WHAT NEEDS TO BE DONE: Find the lines in these entries that include the word "gather" and state how many there are, with no other words.

==================================================

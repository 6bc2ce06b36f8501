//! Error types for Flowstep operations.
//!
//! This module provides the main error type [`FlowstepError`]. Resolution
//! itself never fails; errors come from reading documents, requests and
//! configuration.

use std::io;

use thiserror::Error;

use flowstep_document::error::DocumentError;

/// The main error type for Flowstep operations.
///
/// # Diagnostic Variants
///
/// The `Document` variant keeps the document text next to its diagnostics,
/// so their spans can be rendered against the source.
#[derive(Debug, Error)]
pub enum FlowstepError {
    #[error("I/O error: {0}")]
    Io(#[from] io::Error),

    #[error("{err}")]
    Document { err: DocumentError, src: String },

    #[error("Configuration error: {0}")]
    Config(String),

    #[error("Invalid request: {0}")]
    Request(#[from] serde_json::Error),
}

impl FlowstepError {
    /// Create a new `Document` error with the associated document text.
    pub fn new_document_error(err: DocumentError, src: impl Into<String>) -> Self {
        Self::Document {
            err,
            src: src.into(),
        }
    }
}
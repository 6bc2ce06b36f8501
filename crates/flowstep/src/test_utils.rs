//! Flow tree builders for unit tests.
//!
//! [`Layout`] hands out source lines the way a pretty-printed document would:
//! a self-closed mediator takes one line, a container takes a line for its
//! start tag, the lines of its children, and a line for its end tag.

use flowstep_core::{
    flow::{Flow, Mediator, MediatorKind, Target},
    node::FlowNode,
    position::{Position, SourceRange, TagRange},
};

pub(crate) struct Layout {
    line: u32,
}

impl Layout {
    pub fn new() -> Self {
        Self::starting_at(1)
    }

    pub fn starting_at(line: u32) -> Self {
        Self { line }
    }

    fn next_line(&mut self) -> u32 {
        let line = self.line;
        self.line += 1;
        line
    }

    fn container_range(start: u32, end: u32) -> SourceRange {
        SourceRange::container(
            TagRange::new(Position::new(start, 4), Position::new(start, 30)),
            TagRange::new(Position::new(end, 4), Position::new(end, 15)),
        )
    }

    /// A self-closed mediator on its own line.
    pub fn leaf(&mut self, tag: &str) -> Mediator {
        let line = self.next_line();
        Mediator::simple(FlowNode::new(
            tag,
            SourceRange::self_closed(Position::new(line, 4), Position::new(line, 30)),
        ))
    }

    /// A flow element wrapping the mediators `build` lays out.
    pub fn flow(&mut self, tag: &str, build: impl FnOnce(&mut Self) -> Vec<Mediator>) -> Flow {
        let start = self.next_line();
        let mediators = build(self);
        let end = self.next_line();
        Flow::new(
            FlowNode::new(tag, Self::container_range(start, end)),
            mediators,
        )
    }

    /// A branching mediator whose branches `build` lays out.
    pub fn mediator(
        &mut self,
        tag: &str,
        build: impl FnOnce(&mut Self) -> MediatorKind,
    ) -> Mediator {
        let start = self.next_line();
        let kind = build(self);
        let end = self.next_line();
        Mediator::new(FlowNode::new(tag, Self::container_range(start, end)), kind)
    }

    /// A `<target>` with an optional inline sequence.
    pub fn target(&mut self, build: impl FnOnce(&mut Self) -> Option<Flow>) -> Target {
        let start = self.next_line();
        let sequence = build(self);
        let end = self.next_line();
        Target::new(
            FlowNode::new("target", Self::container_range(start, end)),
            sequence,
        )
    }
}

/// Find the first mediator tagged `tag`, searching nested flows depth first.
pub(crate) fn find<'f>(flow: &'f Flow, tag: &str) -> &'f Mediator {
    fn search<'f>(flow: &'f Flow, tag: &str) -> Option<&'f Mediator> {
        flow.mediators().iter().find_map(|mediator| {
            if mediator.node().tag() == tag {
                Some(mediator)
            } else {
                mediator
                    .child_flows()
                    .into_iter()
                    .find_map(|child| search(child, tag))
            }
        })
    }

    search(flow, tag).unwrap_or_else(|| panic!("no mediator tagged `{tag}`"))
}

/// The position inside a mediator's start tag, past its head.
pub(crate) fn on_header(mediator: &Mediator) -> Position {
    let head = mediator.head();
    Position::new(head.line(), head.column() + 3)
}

==================================================

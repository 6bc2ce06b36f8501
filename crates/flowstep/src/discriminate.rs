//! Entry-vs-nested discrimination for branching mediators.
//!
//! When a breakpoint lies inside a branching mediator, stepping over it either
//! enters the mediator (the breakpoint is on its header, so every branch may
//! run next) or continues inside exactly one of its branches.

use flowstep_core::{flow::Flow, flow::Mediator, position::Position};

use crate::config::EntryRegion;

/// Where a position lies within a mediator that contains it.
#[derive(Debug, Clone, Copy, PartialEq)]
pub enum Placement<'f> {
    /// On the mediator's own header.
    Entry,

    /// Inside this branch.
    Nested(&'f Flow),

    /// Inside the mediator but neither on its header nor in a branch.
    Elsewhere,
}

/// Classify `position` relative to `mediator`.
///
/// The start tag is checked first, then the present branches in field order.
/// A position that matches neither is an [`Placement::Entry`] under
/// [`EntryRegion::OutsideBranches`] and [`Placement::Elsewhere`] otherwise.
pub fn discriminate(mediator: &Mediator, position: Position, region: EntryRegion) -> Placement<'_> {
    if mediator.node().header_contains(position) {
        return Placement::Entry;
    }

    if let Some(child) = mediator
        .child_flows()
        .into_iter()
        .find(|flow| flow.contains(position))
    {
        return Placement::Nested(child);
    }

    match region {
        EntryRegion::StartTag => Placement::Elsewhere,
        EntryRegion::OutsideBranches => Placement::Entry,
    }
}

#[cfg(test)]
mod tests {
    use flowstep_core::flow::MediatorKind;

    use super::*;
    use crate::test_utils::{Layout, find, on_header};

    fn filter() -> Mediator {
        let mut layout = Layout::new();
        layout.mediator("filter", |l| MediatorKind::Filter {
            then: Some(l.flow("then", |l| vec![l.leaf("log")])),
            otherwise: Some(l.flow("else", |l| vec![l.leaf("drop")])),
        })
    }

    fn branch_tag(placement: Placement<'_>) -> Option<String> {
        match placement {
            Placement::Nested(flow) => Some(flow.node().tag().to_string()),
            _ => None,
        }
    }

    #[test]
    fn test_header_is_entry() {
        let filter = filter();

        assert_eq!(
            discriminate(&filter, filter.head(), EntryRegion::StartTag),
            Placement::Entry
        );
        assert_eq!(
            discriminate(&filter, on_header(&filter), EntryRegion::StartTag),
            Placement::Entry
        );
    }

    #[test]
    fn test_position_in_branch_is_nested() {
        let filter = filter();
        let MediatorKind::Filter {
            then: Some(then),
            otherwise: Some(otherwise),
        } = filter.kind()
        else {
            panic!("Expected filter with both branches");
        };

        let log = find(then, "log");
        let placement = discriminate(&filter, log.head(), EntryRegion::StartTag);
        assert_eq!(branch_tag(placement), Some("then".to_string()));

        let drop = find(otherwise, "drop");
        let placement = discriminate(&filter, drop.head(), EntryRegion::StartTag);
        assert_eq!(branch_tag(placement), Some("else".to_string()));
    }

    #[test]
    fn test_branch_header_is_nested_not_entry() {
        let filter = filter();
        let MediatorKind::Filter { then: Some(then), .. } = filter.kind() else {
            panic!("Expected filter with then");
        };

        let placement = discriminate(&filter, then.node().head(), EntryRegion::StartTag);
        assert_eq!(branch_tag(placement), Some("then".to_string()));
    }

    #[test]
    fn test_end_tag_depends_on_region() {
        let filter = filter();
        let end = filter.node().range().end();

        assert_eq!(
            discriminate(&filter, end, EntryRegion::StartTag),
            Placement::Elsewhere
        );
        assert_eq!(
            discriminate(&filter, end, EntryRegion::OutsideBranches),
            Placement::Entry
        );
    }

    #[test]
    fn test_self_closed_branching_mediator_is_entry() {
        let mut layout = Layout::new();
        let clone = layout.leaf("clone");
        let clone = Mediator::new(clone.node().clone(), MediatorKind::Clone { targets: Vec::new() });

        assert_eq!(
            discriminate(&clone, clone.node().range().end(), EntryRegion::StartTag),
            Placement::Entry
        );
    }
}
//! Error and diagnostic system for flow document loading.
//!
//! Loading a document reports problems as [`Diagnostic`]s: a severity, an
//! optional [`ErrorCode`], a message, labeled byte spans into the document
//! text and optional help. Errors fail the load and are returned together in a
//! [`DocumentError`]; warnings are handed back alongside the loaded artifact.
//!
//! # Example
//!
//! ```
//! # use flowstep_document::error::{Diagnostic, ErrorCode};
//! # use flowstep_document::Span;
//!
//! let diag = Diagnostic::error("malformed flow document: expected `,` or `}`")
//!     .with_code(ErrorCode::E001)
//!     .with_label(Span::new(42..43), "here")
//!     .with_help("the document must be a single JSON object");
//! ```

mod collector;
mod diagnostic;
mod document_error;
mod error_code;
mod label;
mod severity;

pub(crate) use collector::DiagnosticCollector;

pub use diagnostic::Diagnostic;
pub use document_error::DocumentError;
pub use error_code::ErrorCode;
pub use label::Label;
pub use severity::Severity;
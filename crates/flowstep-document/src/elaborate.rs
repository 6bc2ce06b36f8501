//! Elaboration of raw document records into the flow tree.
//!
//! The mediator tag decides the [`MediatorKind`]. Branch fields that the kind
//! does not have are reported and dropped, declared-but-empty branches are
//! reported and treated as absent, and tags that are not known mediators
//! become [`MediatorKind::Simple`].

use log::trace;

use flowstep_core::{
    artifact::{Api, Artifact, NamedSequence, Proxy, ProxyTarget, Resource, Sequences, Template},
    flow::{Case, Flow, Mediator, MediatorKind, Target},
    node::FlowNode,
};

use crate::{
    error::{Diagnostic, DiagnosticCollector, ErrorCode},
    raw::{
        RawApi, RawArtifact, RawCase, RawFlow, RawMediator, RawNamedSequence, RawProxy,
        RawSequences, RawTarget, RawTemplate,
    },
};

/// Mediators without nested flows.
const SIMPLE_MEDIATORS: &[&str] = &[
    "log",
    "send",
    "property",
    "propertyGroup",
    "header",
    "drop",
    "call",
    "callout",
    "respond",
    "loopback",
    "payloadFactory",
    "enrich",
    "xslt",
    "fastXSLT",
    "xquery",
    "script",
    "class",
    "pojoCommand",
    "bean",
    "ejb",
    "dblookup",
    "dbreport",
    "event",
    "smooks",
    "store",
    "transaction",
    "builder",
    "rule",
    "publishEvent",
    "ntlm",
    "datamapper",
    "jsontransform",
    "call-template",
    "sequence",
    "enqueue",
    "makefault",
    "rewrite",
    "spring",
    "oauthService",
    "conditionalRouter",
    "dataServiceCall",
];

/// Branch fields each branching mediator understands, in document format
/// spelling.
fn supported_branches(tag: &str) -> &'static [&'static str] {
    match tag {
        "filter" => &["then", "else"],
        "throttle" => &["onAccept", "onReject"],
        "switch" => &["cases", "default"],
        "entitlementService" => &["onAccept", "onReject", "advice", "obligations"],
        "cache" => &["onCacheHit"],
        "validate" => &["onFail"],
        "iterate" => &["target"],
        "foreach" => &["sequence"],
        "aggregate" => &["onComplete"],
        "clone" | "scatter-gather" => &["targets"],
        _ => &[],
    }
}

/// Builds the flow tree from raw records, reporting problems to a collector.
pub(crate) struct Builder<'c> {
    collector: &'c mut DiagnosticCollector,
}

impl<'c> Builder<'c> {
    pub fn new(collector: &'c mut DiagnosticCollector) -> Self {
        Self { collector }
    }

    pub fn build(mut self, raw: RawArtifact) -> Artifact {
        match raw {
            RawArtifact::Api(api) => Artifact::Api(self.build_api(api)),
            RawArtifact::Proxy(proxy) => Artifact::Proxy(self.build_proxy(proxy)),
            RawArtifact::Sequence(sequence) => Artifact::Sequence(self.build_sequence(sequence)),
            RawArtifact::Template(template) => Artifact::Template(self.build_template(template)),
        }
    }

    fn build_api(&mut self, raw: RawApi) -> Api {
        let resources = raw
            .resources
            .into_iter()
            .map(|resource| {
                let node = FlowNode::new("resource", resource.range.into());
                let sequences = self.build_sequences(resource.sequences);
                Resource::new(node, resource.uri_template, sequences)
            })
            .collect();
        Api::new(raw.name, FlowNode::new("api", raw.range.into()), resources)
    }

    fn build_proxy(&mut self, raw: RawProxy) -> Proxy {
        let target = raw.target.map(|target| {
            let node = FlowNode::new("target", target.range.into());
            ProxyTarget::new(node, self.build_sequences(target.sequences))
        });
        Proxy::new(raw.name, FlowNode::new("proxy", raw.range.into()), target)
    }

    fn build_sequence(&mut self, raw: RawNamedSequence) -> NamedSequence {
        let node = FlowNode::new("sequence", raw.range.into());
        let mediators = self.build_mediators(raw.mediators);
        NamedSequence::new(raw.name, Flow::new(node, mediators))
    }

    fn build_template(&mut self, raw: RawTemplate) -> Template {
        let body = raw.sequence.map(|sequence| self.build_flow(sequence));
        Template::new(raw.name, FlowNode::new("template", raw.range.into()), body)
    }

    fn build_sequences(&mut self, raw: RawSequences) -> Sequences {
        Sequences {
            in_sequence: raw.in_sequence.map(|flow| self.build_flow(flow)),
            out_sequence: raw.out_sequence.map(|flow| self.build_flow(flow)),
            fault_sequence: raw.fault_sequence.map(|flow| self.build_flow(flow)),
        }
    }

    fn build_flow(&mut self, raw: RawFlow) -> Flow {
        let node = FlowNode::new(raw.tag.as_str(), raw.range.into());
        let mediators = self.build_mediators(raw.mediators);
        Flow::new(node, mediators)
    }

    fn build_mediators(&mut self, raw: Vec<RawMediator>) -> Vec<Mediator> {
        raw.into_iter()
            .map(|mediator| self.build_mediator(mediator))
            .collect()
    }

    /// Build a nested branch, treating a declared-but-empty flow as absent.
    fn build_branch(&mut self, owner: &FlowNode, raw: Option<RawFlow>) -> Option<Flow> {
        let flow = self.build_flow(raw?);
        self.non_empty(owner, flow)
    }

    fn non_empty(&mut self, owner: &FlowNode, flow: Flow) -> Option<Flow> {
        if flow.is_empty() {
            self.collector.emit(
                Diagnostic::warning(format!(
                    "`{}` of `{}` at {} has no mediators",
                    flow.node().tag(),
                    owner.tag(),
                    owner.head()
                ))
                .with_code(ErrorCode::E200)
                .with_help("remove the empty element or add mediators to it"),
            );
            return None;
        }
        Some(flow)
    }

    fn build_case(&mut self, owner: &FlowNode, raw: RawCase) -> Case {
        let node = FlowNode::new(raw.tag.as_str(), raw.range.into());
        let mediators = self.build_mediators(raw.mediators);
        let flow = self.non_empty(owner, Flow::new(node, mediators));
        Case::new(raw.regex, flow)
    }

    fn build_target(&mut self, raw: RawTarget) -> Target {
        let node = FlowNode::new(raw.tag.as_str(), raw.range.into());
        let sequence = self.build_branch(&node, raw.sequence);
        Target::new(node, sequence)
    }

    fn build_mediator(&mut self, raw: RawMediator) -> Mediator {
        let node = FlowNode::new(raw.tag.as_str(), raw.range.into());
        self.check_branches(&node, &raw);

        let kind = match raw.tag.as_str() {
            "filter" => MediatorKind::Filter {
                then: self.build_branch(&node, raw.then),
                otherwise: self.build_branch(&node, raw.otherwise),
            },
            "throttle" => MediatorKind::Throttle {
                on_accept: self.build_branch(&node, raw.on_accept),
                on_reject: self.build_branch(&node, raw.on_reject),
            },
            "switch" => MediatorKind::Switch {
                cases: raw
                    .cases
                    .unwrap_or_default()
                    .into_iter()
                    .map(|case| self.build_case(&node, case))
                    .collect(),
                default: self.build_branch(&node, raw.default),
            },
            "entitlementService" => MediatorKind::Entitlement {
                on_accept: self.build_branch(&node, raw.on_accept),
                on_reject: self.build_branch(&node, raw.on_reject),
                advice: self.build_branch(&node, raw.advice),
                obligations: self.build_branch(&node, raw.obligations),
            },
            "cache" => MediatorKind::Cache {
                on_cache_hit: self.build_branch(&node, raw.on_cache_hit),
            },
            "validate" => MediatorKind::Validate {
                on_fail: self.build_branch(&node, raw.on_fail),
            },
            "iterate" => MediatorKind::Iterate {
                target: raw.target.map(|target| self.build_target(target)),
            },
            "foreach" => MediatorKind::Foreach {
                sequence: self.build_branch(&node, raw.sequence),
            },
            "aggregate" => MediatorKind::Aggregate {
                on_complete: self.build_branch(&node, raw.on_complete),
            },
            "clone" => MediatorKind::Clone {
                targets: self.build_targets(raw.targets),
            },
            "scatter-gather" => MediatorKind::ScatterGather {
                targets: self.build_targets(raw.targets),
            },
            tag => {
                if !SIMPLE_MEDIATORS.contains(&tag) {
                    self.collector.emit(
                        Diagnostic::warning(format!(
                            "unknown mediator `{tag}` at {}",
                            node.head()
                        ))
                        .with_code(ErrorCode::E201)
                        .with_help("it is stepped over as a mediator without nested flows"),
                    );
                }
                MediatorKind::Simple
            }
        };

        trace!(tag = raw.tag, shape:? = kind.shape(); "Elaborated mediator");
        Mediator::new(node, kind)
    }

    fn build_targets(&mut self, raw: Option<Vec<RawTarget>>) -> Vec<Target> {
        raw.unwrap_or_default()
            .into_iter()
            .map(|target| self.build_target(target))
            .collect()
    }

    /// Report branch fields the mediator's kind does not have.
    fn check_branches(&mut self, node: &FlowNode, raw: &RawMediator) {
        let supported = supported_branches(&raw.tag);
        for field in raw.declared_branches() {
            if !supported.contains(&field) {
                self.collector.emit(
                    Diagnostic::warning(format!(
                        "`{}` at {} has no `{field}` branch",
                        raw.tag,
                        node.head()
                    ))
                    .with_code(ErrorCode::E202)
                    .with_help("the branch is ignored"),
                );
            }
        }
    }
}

==================================================

EXERCISE RESPONSE: 2